[Stored items from a collection]
╭──

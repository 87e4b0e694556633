//! Configuration management for the congestion monitor
//!
//! TOML file support, environment variable overrides, and sensible defaults.
//!
//! ```toml
//! [pipeline]
//! queue_capacity = 50
//! window_duration_ms = 3600000
//! top_n = 3
//!
//! [input]
//! path = "TrafficDataFile.txt"
//!
//! [output]
//! format = "text"
//!
//! [logging]
//! level = "info"
//! ```

use serde::{Deserialize, Serialize};
use std::fmt::Display;
use std::path::{Path, PathBuf};
use std::str::FromStr;
use tracing::warn;

use crate::aggregation::MAX_TOP_N;
use crate::error::{Error, Result, ValidationError};
use crate::ingestion::queue::MAX_QUEUE_CAPACITY;
use crate::sink::OutputFormat;

/// Environment variable prefix for overrides
pub const ENV_PREFIX: &str = "CONGESTION_";

/// Main configuration structure
#[derive(Debug, Clone, Default, PartialEq, Deserialize, Serialize)]
pub struct ApplicationConfig {
    /// Queue and aggregation settings
    #[serde(default)]
    pub pipeline: PipelineConfig,

    /// Input settings
    #[serde(default)]
    pub input: InputConfig,

    /// Report settings
    #[serde(default)]
    pub output: OutputConfig,

    /// Logging settings
    #[serde(default)]
    pub logging: LoggingConfig,
}

/// Pipeline configuration
#[derive(Debug, Clone, PartialEq, Eq, Deserialize, Serialize)]
pub struct PipelineConfig {
    /// Maximum records buffered between ingestion and analysis
    #[serde(default = "default_queue_capacity")]
    pub queue_capacity: usize,

    /// Aggregation window length in milliseconds
    #[serde(default = "default_window_duration_ms")]
    pub window_duration_ms: i64,

    /// Records reported per window
    #[serde(default = "default_top_n")]
    pub top_n: usize,
}

/// Input configuration
#[derive(Debug, Clone, PartialEq, Eq, Deserialize, Serialize)]
pub struct InputConfig {
    /// Input file (stdin when unset or "-")
    #[serde(default)]
    pub path: Option<PathBuf>,

    /// Maximum accepted line length in bytes
    #[serde(default = "default_max_line_length")]
    pub max_line_length: usize,

    /// Reject lines with extra fields
    #[serde(default = "default_true")]
    pub reject_trailing: bool,
}

/// Output configuration
#[derive(Debug, Clone, Default, PartialEq, Eq, Deserialize, Serialize)]
pub struct OutputConfig {
    /// Report format (text, json)
    #[serde(default)]
    pub format: OutputFormat,
}

/// Logging configuration
#[derive(Debug, Clone, PartialEq, Eq, Deserialize, Serialize)]
pub struct LoggingConfig {
    /// Log level or filter directive (error, warn, info, debug, trace)
    #[serde(default = "default_log_level")]
    pub level: String,
}

// Default value functions
fn default_queue_capacity() -> usize { 50 }
fn default_window_duration_ms() -> i64 { 3_600_000 }
fn default_top_n() -> usize { 3 }
fn default_max_line_length() -> usize { 64 * 1024 }
fn default_log_level() -> String { "info".to_string() }
fn default_true() -> bool { true }

impl Default for PipelineConfig {
    fn default() -> Self {
        Self {
            queue_capacity: default_queue_capacity(),
            window_duration_ms: default_window_duration_ms(),
            top_n: default_top_n(),
        }
    }
}

impl Default for InputConfig {
    fn default() -> Self {
        Self {
            path: None,
            max_line_length: default_max_line_length(),
            reject_trailing: true,
        }
    }
}

impl Default for LoggingConfig {
    fn default() -> Self {
        Self {
            level: default_log_level(),
        }
    }
}

impl PipelineConfig {
    /// Validate queue and aggregation bounds
    pub fn validate(&self) -> Result<()> {
        if self.queue_capacity == 0 || self.queue_capacity > MAX_QUEUE_CAPACITY {
            return Err(ValidationError::OutOfRange {
                field: "queue_capacity".to_string(),
                value: self.queue_capacity.to_string(),
                min: "1".to_string(),
                max: MAX_QUEUE_CAPACITY.to_string(),
            }
            .into());
        }
        if self.window_duration_ms <= 0 {
            return Err(ValidationError::OutOfRange {
                field: "window_duration_ms".to_string(),
                value: self.window_duration_ms.to_string(),
                min: "1".to_string(),
                max: i64::MAX.to_string(),
            }
            .into());
        }
        if self.top_n == 0 || self.top_n > MAX_TOP_N {
            return Err(ValidationError::OutOfRange {
                field: "top_n".to_string(),
                value: self.top_n.to_string(),
                min: "1".to_string(),
                max: MAX_TOP_N.to_string(),
            }
            .into());
        }
        Ok(())
    }
}

impl ApplicationConfig {
    /// Load configuration from TOML file
    pub fn from_file(path: impl AsRef<Path>) -> Result<Self> {
        let path = path.as_ref();
        let contents = std::fs::read_to_string(path).map_err(|e| {
            Error::Configuration(format!(
                "Failed to read config file {}: {}",
                path.display(),
                e
            ))
        })?;

        Self::from_toml(&contents).map_err(|e| match e {
            Error::Configuration(msg) => {
                Error::Configuration(format!("{}: {}", path.display(), msg))
            },
            other => other,
        })
    }

    /// Parse configuration from a TOML string
    pub fn from_toml(contents: &str) -> Result<Self> {
        toml::from_str(contents)
            .map_err(|e| Error::Configuration(format!("Failed to parse config: {}", e)))
    }

    /// Load configuration with environment variable overrides, then validate
    pub fn load(path: impl AsRef<Path>) -> Result<Self> {
        let mut config = Self::from_file(path)?;
        config.apply_env_overrides();
        config.validate()?;
        Ok(config)
    }

    /// Load from environment variables only
    pub fn from_env() -> Self {
        let mut config = Self::default();
        config.apply_env_overrides();
        config
    }

    /// Apply environment variable overrides
    ///
    /// Values that fail to parse are skipped with a warning.
    pub fn apply_env_overrides(&mut self) {
        for issue in self.apply_env_overrides_checked() {
            warn!(%issue, "Ignoring environment override");
        }
    }

    /// Apply environment variable overrides, returning the rejected ones
    ///
    /// For callers that load configuration before logging is set up and
    /// report the rejected values afterwards.
    pub fn apply_env_overrides_checked(&mut self) -> Vec<ValidationError> {
        let mut issues = Vec::new();

        if let Some(v) = env_parse("QUEUE_CAPACITY", &mut issues) {
            self.pipeline.queue_capacity = v;
        }
        if let Some(v) = env_parse("WINDOW_MS", &mut issues) {
            self.pipeline.window_duration_ms = v;
        }
        if let Some(v) = env_parse("TOP_N", &mut issues) {
            self.pipeline.top_n = v;
        }
        if let Ok(path) = std::env::var(format!("{}INPUT", ENV_PREFIX)) {
            self.input.path = Some(PathBuf::from(path));
        }
        if let Some(format) = env_parse("FORMAT", &mut issues) {
            self.output.format = format;
        }

        if let Ok(log_level) = std::env::var("RUST_LOG") {
            self.logging.level = log_level;
        }

        issues
    }

    /// Validate configuration
    pub fn validate(&self) -> Result<()> {
        self.pipeline.validate()?;

        if self.input.max_line_length == 0 {
            return Err(ValidationError::OutOfRange {
                field: "max_line_length".to_string(),
                value: "0".to_string(),
                min: "1".to_string(),
                max: usize::MAX.to_string(),
            }
            .into());
        }
        if self.logging.level.trim().is_empty() {
            return Err(ValidationError::InvalidFormat {
                field: "logging.level".to_string(),
                message: "must not be empty".to_string(),
            }
            .into());
        }

        Ok(())
    }

    /// Serialize configuration to a TOML string
    pub fn to_toml(&self) -> Result<String> {
        toml::to_string_pretty(self)
            .map_err(|e| Error::Serialization(format!("Failed to serialize config: {}", e)))
    }

    /// Save configuration to TOML file
    pub fn save_to_file(&self, path: impl AsRef<Path>) -> Result<()> {
        std::fs::write(path, self.to_toml()?)?;
        Ok(())
    }
}

/// Read and parse `CONGESTION_<suffix>`, recording a parse failure
fn env_parse<T>(suffix: &str, issues: &mut Vec<ValidationError>) -> Option<T>
where
    T: FromStr,
    T::Err: Display,
{
    let key = format!("{}{}", ENV_PREFIX, suffix);
    let raw = std::env::var(&key).ok()?;

    match raw.trim().parse() {
        Ok(v) => Some(v),
        Err(e) => {
            issues.push(ValidationError::InvalidFormat {
                field: key,
                message: format!("'{}': {}", raw, e),
            });
            None
        },
    }
}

╰──

• [Task item]
Please find, in the entries above, every line where "settings" occurs, and copy it.

• [Expected output]
    /// Queue and aggregation settings
    /// Input settings
    /// Report settings
    /// Logging settings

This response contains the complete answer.